Goal of the exercise: Set down every entry once more, exactly as it appears.

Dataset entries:
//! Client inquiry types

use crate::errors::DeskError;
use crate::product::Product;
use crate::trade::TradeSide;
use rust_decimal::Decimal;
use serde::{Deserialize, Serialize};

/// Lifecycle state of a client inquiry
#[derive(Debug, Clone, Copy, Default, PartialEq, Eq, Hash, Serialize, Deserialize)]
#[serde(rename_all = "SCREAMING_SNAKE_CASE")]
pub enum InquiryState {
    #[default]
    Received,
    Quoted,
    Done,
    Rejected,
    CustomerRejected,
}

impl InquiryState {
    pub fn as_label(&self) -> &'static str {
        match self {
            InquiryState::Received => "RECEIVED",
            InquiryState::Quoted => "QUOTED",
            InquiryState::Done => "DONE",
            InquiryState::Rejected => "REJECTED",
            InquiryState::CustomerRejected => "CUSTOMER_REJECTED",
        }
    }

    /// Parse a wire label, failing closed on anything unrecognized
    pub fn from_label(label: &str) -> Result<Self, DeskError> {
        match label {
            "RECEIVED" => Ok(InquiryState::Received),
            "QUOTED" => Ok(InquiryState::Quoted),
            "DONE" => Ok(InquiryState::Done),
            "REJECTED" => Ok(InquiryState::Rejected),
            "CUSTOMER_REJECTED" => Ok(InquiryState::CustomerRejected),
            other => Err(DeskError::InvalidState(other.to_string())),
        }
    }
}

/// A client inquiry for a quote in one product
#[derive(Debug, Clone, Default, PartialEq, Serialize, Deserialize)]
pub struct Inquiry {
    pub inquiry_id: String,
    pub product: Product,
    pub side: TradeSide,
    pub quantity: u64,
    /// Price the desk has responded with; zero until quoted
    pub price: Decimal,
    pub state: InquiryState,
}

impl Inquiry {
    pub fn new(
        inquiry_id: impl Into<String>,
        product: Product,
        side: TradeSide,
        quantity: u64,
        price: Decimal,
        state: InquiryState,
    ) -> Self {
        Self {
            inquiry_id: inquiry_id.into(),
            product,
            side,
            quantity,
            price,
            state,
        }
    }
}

Output for this task:
//! Client inquiry types

use crate::errors::DeskError;
use crate::product::Product;
use crate::trade::TradeSide;
use rust_decimal::Decimal;
use serde::{Deserialize, Serialize};

/// Lifecycle state of a client inquiry
#[derive(Debug, Clone, Copy, Default, PartialEq, Eq, Hash, Serialize, Deserialize)]
#[serde(rename_all = "SCREAMING_SNAKE_CASE")]
pub enum InquiryState {
    #[default]
    Received,
    Quoted,
    Done,
    Rejected,
    CustomerRejected,
}

impl InquiryState {
    pub fn as_label(&self) -> &'static str {
        match self {
            InquiryState::Received => "RECEIVED",
            InquiryState::Quoted => "QUOTED",
            InquiryState::Done => "DONE",
            InquiryState::Rejected => "REJECTED",
            InquiryState::CustomerRejected => "CUSTOMER_REJECTED",
        }
    }

    /// Parse a wire label, failing closed on anything unrecognized
    pub fn from_label(label: &str) -> Result<Self, DeskError> {
        match label {
            "RECEIVED" => Ok(InquiryState::Received),
            "QUOTED" => Ok(InquiryState::Quoted),
            "DONE" => Ok(InquiryState::Done),
            "REJECTED" => Ok(InquiryState::Rejected),
            "CUSTOMER_REJECTED" => Ok(InquiryState::CustomerRejected),
            other => Err(DeskError::InvalidState(other.to_string())),
        }
    }
}

/// A client inquiry for a quote in one product
#[derive(Debug, Clone, Default, PartialEq, Serialize, Deserialize)]
pub struct Inquiry {
    pub inquiry_id: String,
    pub product: Product,
    pub side: TradeSide,
    pub quantity: u64,
    /// Price the desk has responded with; zero until quoted
    pub price: Decimal,
    pub state: InquiryState,
}

impl Inquiry {
    pub fn new(
        inquiry_id: impl Into<String>,
        product: Product,
        side: TradeSide,
        quantity: u64,
        price: Decimal,
        state: InquiryState,
    ) -> Self {
        Self {
            inquiry_id: inquiry_id.into(),
            product,
            side,
            quantity,
            price,
            state,
        }
    }
}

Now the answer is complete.